* What this task involves:
Set down the entries below exactly as written.

Segment Start: Entries shown

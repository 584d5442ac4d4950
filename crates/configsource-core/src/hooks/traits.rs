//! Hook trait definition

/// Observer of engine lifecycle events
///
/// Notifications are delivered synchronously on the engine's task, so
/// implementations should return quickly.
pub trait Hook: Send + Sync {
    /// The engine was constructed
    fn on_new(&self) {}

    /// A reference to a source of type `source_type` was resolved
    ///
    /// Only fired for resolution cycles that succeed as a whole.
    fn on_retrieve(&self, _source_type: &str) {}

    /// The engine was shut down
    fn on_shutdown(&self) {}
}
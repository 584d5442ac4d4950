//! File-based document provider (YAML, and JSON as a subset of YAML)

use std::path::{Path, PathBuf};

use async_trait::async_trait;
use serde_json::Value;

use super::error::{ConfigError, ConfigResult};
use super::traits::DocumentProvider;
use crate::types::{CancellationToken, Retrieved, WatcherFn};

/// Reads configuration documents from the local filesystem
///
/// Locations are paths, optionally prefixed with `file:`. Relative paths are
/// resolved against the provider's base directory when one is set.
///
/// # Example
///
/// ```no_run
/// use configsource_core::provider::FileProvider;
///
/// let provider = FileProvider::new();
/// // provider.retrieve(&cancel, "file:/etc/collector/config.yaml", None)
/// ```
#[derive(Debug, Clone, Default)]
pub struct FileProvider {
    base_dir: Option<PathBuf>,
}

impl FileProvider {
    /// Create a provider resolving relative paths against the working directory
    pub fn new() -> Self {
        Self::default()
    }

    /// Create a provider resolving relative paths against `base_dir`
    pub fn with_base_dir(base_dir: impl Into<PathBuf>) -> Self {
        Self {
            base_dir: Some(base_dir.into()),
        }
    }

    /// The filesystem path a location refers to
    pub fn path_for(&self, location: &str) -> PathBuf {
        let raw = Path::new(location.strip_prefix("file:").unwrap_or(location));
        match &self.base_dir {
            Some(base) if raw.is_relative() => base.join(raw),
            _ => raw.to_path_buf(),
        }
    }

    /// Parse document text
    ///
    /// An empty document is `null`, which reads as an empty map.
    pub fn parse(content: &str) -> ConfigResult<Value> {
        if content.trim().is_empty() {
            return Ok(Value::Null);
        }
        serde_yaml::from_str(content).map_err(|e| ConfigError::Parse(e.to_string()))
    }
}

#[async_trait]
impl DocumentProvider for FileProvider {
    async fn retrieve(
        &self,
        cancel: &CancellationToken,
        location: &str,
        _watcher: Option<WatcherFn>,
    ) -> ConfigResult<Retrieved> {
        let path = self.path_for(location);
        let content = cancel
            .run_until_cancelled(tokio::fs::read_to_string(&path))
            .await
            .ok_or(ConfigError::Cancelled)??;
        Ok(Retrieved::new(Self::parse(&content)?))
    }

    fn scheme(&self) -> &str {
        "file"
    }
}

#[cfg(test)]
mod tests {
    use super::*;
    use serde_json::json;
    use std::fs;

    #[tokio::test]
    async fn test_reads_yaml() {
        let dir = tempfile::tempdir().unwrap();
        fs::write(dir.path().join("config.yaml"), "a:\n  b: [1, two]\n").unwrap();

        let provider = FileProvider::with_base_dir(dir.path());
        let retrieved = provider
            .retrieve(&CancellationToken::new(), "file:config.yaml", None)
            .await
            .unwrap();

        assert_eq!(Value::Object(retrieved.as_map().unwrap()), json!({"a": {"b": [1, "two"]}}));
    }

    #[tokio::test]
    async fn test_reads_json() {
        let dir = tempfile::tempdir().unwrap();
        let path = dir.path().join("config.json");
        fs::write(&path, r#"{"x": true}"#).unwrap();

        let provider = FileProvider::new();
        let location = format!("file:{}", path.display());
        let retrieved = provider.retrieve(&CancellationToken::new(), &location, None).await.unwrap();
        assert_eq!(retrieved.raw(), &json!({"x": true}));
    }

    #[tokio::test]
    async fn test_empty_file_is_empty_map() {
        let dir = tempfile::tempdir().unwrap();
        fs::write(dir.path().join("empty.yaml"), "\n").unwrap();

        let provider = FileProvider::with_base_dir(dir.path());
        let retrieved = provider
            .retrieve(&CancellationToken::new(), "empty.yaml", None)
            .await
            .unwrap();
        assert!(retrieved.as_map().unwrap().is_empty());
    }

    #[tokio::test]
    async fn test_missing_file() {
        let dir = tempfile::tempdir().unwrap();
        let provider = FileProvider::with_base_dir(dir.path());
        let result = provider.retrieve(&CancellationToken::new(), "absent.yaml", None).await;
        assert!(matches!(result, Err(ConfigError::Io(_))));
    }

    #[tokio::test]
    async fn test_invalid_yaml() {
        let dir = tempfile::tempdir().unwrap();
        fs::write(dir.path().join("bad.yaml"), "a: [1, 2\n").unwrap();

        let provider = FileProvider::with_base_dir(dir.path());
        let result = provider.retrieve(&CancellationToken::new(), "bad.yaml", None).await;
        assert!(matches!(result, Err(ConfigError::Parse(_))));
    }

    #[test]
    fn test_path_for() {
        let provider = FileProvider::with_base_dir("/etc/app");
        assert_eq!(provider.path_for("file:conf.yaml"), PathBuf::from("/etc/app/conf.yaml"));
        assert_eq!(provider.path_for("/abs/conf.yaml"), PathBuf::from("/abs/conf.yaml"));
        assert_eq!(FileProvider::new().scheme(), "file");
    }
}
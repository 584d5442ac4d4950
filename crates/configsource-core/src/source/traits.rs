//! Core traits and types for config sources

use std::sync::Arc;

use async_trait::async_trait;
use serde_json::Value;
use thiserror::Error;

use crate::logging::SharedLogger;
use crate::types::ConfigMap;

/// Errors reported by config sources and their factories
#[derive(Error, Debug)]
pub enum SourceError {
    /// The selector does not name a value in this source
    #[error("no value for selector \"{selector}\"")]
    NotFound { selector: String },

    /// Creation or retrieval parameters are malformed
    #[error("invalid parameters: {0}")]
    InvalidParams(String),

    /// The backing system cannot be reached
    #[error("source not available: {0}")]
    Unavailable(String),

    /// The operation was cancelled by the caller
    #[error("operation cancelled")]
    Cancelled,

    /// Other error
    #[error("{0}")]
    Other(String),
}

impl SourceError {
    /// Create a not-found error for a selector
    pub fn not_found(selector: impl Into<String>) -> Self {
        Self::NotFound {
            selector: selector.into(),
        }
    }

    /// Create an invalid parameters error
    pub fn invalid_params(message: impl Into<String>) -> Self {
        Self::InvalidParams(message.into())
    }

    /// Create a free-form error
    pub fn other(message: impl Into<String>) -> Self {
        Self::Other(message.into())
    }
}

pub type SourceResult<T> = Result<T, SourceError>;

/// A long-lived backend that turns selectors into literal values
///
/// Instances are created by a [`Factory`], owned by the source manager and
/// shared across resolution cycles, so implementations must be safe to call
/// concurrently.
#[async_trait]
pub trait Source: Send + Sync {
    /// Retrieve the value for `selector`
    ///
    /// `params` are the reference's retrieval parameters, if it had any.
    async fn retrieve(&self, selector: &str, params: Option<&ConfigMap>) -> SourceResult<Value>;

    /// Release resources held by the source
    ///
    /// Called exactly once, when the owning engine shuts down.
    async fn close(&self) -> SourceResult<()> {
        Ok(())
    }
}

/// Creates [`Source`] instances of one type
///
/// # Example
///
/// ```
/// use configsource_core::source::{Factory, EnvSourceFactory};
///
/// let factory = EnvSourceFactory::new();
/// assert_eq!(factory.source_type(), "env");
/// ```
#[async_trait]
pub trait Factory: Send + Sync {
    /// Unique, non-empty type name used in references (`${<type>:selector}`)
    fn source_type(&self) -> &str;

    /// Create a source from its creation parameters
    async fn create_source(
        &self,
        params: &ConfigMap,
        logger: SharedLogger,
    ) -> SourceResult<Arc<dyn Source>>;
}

Segment End: Entries shown

* Answer box:
repository 584d5442ac4d4950
filename crates/configsource-core/src/hooks/traits.rs
//! Hook trait definition

/// Observer of engine lifecycle events
///
/// Notifications are delivered synchronously on the engine's task, so
/// implementations should return quickly.
pub trait Hook: Send + Sync {
    /// The engine was constructed
    fn on_new(&self) {}

    /// A reference to a source of type `source_type` was resolved
    ///
    /// Only fired for resolution cycles that succeed as a whole.
    fn on_retrieve(&self, _source_type: &str) {}

    /// The engine was shut down
    fn on_shutdown(&self) {}
}
repository 584d5442ac4d4950
//! File-based document provider (YAML, and JSON as a subset of YAML)

use std::path::{Path, PathBuf};

use async_trait::async_trait;
use serde_json::Value;

use super::error::{ConfigError, ConfigResult};
use super::traits::DocumentProvider;
use crate::types::{CancellationToken, Retrieved, WatcherFn};

/// Reads configuration documents from the local filesystem
///
/// Locations are paths, optionally prefixed with `file:`. Relative paths are
/// resolved against the provider's base directory when one is set.
///
/// # Example
///
/// ```no_run
/// use configsource_core::provider::FileProvider;
///
/// let provider = FileProvider::new();
/// // provider.retrieve(&cancel, "file:/etc/collector/config.yaml", None)
/// ```
#[derive(Debug, Clone, Default)]
pub struct FileProvider {
    base_dir: Option<PathBuf>,
}

impl FileProvider {
    /// Create a provider resolving relative paths against the working directory
    pub fn new() -> Self {
        Self::default()
    }

    /// Create a provider resolving relative paths against `base_dir`
    pub fn with_base_dir(base_dir: impl Into<PathBuf>) -> Self {
        Self {
            base_dir: Some(base_dir.into()),
        }
    }

    /// The filesystem path a location refers to
    pub fn path_for(&self, location: &str) -> PathBuf {
        let raw = Path::new(location.strip_prefix("file:").unwrap_or(location));
        match &self.base_dir {
            Some(base) if raw.is_relative() => base.join(raw),
            _ => raw.to_path_buf(),
        }
    }

    /// Parse document text
    ///
    /// An empty document is `null`, which reads as an empty map.
    pub fn parse(content: &str) -> ConfigResult<Value> {
        if content.trim().is_empty() {
            return Ok(Value::Null);
        }
        serde_yaml::from_str(content).map_err(|e| ConfigError::Parse(e.to_string()))
    }
}

#[async_trait]
impl DocumentProvider for FileProvider {
    async fn retrieve(
        &self,
        cancel: &CancellationToken,
        location: &str,
        _watcher: Option<WatcherFn>,
    ) -> ConfigResult<Retrieved> {
        let path = self.path_for(location);
        let content = cancel
            .run_until_cancelled(tokio::fs::read_to_string(&path))
            .await
            .ok_or(ConfigError::Cancelled)??;
        Ok(Retrieved::new(Self::parse(&content)?))
    }

    fn scheme(&self) -> &str {
        "file"
    }
}

#[cfg(test)]
mod tests {
    use super::*;
    use serde_json::json;
    use std::fs;

    #[tokio::test]
    async fn test_reads_yaml() {
        let dir = tempfile::tempdir().unwrap();
        fs::write(dir.path().join("config.yaml"), "a:\n  b: [1, two]\n").unwrap();

        let provider = FileProvider::with_base_dir(dir.path());
        let retrieved = provider
            .retrieve(&CancellationToken::new(), "file:config.yaml", None)
            .await
            .unwrap();

        assert_eq!(Value::Object(retrieved.as_map().unwrap()), json!({"a": {"b": [1, "two"]}}));
    }

    #[tokio::test]
    async fn test_reads_json() {
        let dir = tempfile::tempdir().unwrap();
        let path = dir.path().join("config.json");
        fs::write(&path, r#"{"x": true}"#).unwrap();

        let provider = FileProvider::new();
        let location = format!("file:{}", path.display());
        let retrieved = provider.retrieve(&CancellationToken::new(), &location, None).await.unwrap();
        assert_eq!(retrieved.raw(), &json!({"x": true}));
    }

    #[tokio::test]
    async fn test_empty_file_is_empty_map() {
        let dir = tempfile::tempdir().unwrap();
        fs::write(dir.path().join("empty.yaml"), "\n").unwrap();

        let provider = FileProvider::with_base_dir(dir.path());
        let retrieved = provider
            .retrieve(&CancellationToken::new(), "empty.yaml", None)
            .await
            .unwrap();
        assert!(retrieved.as_map().unwrap().is_empty());
    }

    #[tokio::test]
    async fn test_missing_file() {
        let dir = tempfile::tempdir().unwrap();
        let provider = FileProvider::with_base_dir(dir.path());
        let result = provider.retrieve(&CancellationToken::new(), "absent.yaml", None).await;
        assert!(matches!(result, Err(ConfigError::Io(_))));
    }

    #[tokio::test]
    async fn test_invalid_yaml() {
        let dir = tempfile::tempdir().unwrap();
        fs::write(dir.path().join("bad.yaml"), "a: [1, 2\n").unwrap();

        let provider = FileProvider::with_base_dir(dir.path());
        let result = provider.retrieve(&CancellationToken::new(), "bad.yaml", None).await;
        assert!(matches!(result, Err(ConfigError::Parse(_))));
    }

    #[test]
    fn test_path_for() {
        let provider = FileProvider::with_base_dir("/etc/app");
        assert_eq!(provider.path_for("file:conf.yaml"), PathBuf::from("/etc/app/conf.yaml"));
        assert_eq!(provider.path_for("/abs/conf.yaml"), PathBuf::from("/abs/conf.yaml"));
        assert_eq!(FileProvider::new().scheme(), "file");
    }
}
repository 584d5442ac4d4950
filename crates/configsource-core/src/source/traits.rs
//! Core traits and types for config sources

use std::sync::Arc;

use async_trait::async_trait;
use serde_json::Value;
use thiserror::Error;

use crate::logging::SharedLogger;
use crate::types::ConfigMap;

/// Errors reported by config sources and their factories
#[derive(Error, Debug)]
pub enum SourceError {
    /// The selector does not name a value in this source
    #[error("no value for selector \"{selector}\"")]
    NotFound { selector: String },

    /// Creation or retrieval parameters are malformed
    #[error("invalid parameters: {0}")]
    InvalidParams(String),

    /// The backing system cannot be reached
    #[error("source not available: {0}")]
    Unavailable(String),

    /// The operation was cancelled by the caller
    #[error("operation cancelled")]
    Cancelled,

    /// Other error
    #[error("{0}")]
    Other(String),
}

impl SourceError {
    /// Create a not-found error for a selector
    pub fn not_found(selector: impl Into<String>) -> Self {
        Self::NotFound {
            selector: selector.into(),
        }
    }

    /// Create an invalid parameters error
    pub fn invalid_params(message: impl Into<String>) -> Self {
        Self::InvalidParams(message.into())
    }

    /// Create a free-form error
    pub fn other(message: impl Into<String>) -> Self {
        Self::Other(message.into())
    }
}

pub type SourceResult<T> = Result<T, SourceError>;

/// A long-lived backend that turns selectors into literal values
///
/// Instances are created by a [`Factory`], owned by the source manager and
/// shared across resolution cycles, so implementations must be safe to call
/// concurrently.
#[async_trait]
pub trait Source: Send + Sync {
    /// Retrieve the value for `selector`
    ///
    /// `params` are the reference's retrieval parameters, if it had any.
    async fn retrieve(&self, selector: &str, params: Option<&ConfigMap>) -> SourceResult<Value>;

    /// Release resources held by the source
    ///
    /// Called exactly once, when the owning engine shuts down.
    async fn close(&self) -> SourceResult<()> {
        Ok(())
    }
}

/// Creates [`Source`] instances of one type
///
/// # Example
///
/// ```
/// use configsource_core::source::{Factory, EnvSourceFactory};
///
/// let factory = EnvSourceFactory::new();
/// assert_eq!(factory.source_type(), "env");
/// ```
#[async_trait]
pub trait Factory: Send + Sync {
    /// Unique, non-empty type name used in references (`${<type>:selector}`)
    fn source_type(&self) -> &str;

    /// Create a source from its creation parameters
    async fn create_source(
        &self,
        params: &ConfigMap,
        logger: SharedLogger,
    ) -> SourceResult<Arc<dyn Source>>;
}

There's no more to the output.